Sunday, September 19, 2010

Tackling with GS

Some sends their query mentioning they are zero in GS and what is to be done to build on the subject. Eventually, those who are selected in CSE have a very good background in GS and they did not build it up in a year or two. When they mention their period of preparation as one or two years, it does not include the time they have spent on GS. Ninety per cent of them started to build up on GK, even before they heard of CSE. What they did during their period of preparation was only streamlining their knowledge towards the requirements of CSE as per the syllabus.
If you lag behind in this count, the only remedy is devoting more time to this area and leaving nothing to chance. As I mentioned earlier, no selective study is possible in this subject, except for current affairs.

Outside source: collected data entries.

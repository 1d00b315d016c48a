//! Screen sharing on a live call: track replacement, renegotiation and its timeout.

mod common;

use std::time::Duration;

use common::{connect, eventually, wait_for, World};
use parley_call::{CallConfig, CallError, IceOutcome};
use parley_common::{CallStatus, MediaKind, SignalKind};
use parley_media::{DeviceBehavior, ScreenSelector, SyntheticBackend, TrackSource};

#[tokio::test]
async fn test_share_on_audio_call_renegotiates_once() {
    let world = World::new();
    let alice = world.party("alice").await;
    let bob = world.party("bob").await;
    connect(&alice, &bob, MediaKind::Audio).await;
    assert_eq!(world.hub.count("alice", SignalKind::RenegotiationOffer), 0);

    alice
        .controller
        .start_screen_share(ScreenSelector::First)
        .await
        .unwrap();
    assert!(alice.controller.view().is_sharing_screen());
    assert_eq!(world.hub.count("alice", SignalKind::RenegotiationOffer), 1);
    assert_eq!(world.hub.count("bob", SignalKind::RenegotiationAnswer), 1);

    let seen = wait_for(&bob, "alice's screen", |v| !v.remote_screen_stream.is_empty()).await;
    assert!(seen
        .remote_screen_stream
        .tracks()
        .iter()
        .all(|t| t.source() == TrackSource::Screen));

    let snapshot = alice.controller.negotiation().await.unwrap();
    assert!(snapshot.pending.is_none());
    assert_eq!(snapshot.stats.rollbacks, 0);

    alice.controller.stop_screen_share().await.unwrap();
    assert!(!alice.controller.view().is_sharing_screen());
    wait_for(&bob, "screen to go away", |v| v.remote_screen_stream.is_empty()).await;

    // Stopping never renegotiates; the added sender is simply emptied.
    assert_eq!(world.hub.count("alice", SignalKind::RenegotiationOffer), 1);
    let peer = alice.peers.last().unwrap();
    assert!(peer.sender_tracks().contains(&None));
    // Microphone only; the screen capture was released.
    assert_eq!(alice.media.live_tracks(), 1);
    assert_eq!(alice.controller.view().status(), Some(CallStatus::Connected));
}

#[tokio::test]
async fn test_share_on_video_call_replaces_camera() {
    let world = World::new();
    let alice = world.party("alice").await;
    let bob = world.party("bob").await;
    connect(&alice, &bob, MediaKind::Video).await;

    let camera = alice
        .controller
        .view()
        .local_stream
        .video_tracks()
        .next()
        .cloned()
        .unwrap();

    alice
        .controller
        .start_screen_share(ScreenSelector::Name("built-in display".to_string()))
        .await
        .unwrap();
    assert_eq!(world.hub.count("alice", SignalKind::RenegotiationOffer), 0);

    let peer = alice.peers.last().unwrap();
    let sending: Vec<_> = peer.sender_tracks().into_iter().flatten().collect();
    assert!(sending.iter().any(|t| t.source() == TrackSource::Screen));
    assert!(!sending.iter().any(|t| t.same_track(&camera)));
    wait_for(&bob, "alice's screen", |v| !v.remote_screen_stream.is_empty()).await;

    // Sharing twice is a no-op.
    alice
        .controller
        .start_screen_share(ScreenSelector::First)
        .await
        .unwrap();

    alice.controller.stop_screen_share().await.unwrap();
    let sending: Vec<_> = peer.sender_tracks().into_iter().flatten().collect();
    assert!(sending.iter().any(|t| t.same_track(&camera)));
    assert!(!sending.iter().any(|t| t.source() == TrackSource::Screen));
    assert_eq!(world.hub.count("alice", SignalKind::RenegotiationOffer), 0);
    assert_eq!(alice.media.live_tracks(), 2);
    wait_for(&bob, "screen to go away", |v| v.remote_screen_stream.is_empty()).await;
}

#[tokio::test]
async fn test_denied_screen_leaves_call_untouched() {
    let world = World::new();
    let alice = world
        .party_with(
            "alice",
            SyntheticBackend::new().screen(DeviceBehavior::Denied),
            IceOutcome::Connect,
        )
        .await;
    let bob = world.party("bob").await;
    connect(&alice, &bob, MediaKind::Video).await;

    let result = alice
        .controller
        .start_screen_share(ScreenSelector::First)
        .await;
    assert!(matches!(result, Err(CallError::MediaUnavailable(_))));
    assert!(!alice.controller.view().is_sharing_screen());
    assert_eq!(alice.controller.view().status(), Some(CallStatus::Connected));
    assert_eq!(alice.media.live_tracks(), 2);

    let missing = alice
        .controller
        .start_screen_share(ScreenSelector::Id("display-9".to_string()))
        .await;
    assert!(missing.is_err());
}

#[tokio::test]
async fn test_share_requires_a_session() {
    let world = World::new();
    let alice = world.party("alice").await;
    let bob = world.party("bob").await;

    assert!(matches!(
        alice.controller.start_screen_share(ScreenSelector::First).await,
        Err(CallError::NoActiveCall)
    ));

    alice
        .controller
        .place_call("bob", MediaKind::Audio)
        .await
        .unwrap();
    common::wait_status(&bob, CallStatus::Ringing).await;
    assert!(matches!(
        alice.controller.start_screen_share(ScreenSelector::First).await,
        Err(CallError::InvalidState { .. })
    ));
    assert_eq!(alice.media.live_tracks(), 1);
}

#[tokio::test]
async fn test_unsettled_renegotiation_abandons_share() {
    let world = World::with_config(CallConfig {
        renegotiation_window: Duration::from_millis(300),
        ..common::test_config()
    });
    let alice = world.party("alice").await;
    let bob = world.party("bob").await;
    let id = connect(&alice, &bob, MediaKind::Audio).await;

    world.hub.cut_link("alice", "bob");
    let result = alice
        .controller
        .start_screen_share(ScreenSelector::First)
        .await;
    assert!(matches!(result, Err(CallError::RenegotiationTimeout(_))));

    let view = alice.controller.view();
    assert_eq!(view.call_id(), Some(id));
    assert_eq!(view.status(), Some(CallStatus::Connected));
    assert!(!view.is_sharing_screen());
    assert_eq!(alice.media.live_tracks(), 1);

    let snapshot = alice.controller.negotiation().await.unwrap();
    assert_eq!(snapshot.stats.rollbacks, 1);
    assert!(snapshot.pending.is_none());
    assert_eq!(
        snapshot.signaling_state,
        parley_call::SignalingState::Stable
    );
    assert!(!bob.controller.view().is_sharing_screen());

    // Once the link is back the same share goes through.
    world.hub.restore_link("alice", "bob");
    alice
        .controller
        .start_screen_share(ScreenSelector::First)
        .await
        .unwrap();
    assert_eq!(world.hub.count("alice", SignalKind::RenegotiationOffer), 2);
    wait_for(&bob, "alice's screen", |v| !v.remote_screen_stream.is_empty()).await;

    let peer = alice.peers.last().unwrap();
    eventually("bob sees the screen track", || {
        let peer = peer.clone();
        async move { peer.sender_tracks().iter().flatten().count() == 2 }
    })
    .await;
    assert_eq!(bob.media.live_tracks(), 1);
}

#[tokio::test]
async fn test_hangup_releases_screen_capture() {
    let world = World::new();
    let alice = world.party("alice").await;
    let bob = world.party("bob").await;
    let id = connect(&alice, &bob, MediaKind::Video).await;

    alice
        .controller
        .start_screen_share(ScreenSelector::First)
        .await
        .unwrap();
    assert_eq!(alice.media.live_tracks(), 3);

    bob.controller.end_call(id).await.unwrap();
    common::wait_status(&alice, CallStatus::Ended).await;
    assert_eq!(alice.media.live_tracks(), 0);
    assert!(!alice.controller.view().is_sharing_screen());
}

Some students complain that they read news papers daily, but they have no idea as to what is to be studied from the paper. For them, my tips are:
1. Leave petty political news such as meaningless controversies and statements, minor accidents, stealing, chain snatching, rape, minor skirmishes between the countries, etc.
2. Pay more attention to major accidents (the place/countries where these occurred, the reasons, impacts, etc.), names of storms/cyclones and the countries affected, the constitutional implications behind the controversies (for example, the Women’s Bill), age old disputes between the countries, peace/climate conferences, the places where these conferences occurred and their results/impacts, elections and change of governments in other countries, the background of such changes, major development initiatives of the governments (at centre/states), people’s initiative towards better governance, news/developments related to RTI Act, activities of CVC & Election Commission, elections in states, India’s relations with other countries, especially her neighbours, political developments in SAARC countries, major Bills passed by the Parliament, important books published in the year, etc.
3. Read in detail the items figured in DD News.
4. As I mentioned earlier, take note of important items that you may forget. If practical, keep paper cuttings and go through it regularly.
5. Read all items in the editorial and op-ed pages of “The Hindu”.
6. Go through previous years’ questions on GS (both Prelims and Mains) frequently. This will help you to have a self-evaluation of the importance of a news item.
7. Assess your knowledge with the help of “model questions” appearing in periodicals and intensify your efforts accordingly.
8. The Current affairs items featuring in magazines like Civil Services Chronicles give you an indication as to which news items are to be concentrated.
9. While going through the previous questions, you may see that the 2 marks /5 marks questions (short answer type) are very important. In fact, your final ranking will be decided by these questions. It is very easy to score full marks in these questions. So, never leave any portion in GS and pay attention to even the minutest points. It is challenging as well as interesting to learn these items.
10. Keep your eyes and ears open. You may get a new idea or piece of information from a piece of paper or even from conversation between two strangers sitting beside you in train. Keep the curiosity of your mind alive. When somebody tells you that he is coming from Cooch Bihar in Assam, do not think that he is “some Bihari.” Instead, take it as an opportunity to come across a new place name which may help you increase your knowledge and finally get through the IAS.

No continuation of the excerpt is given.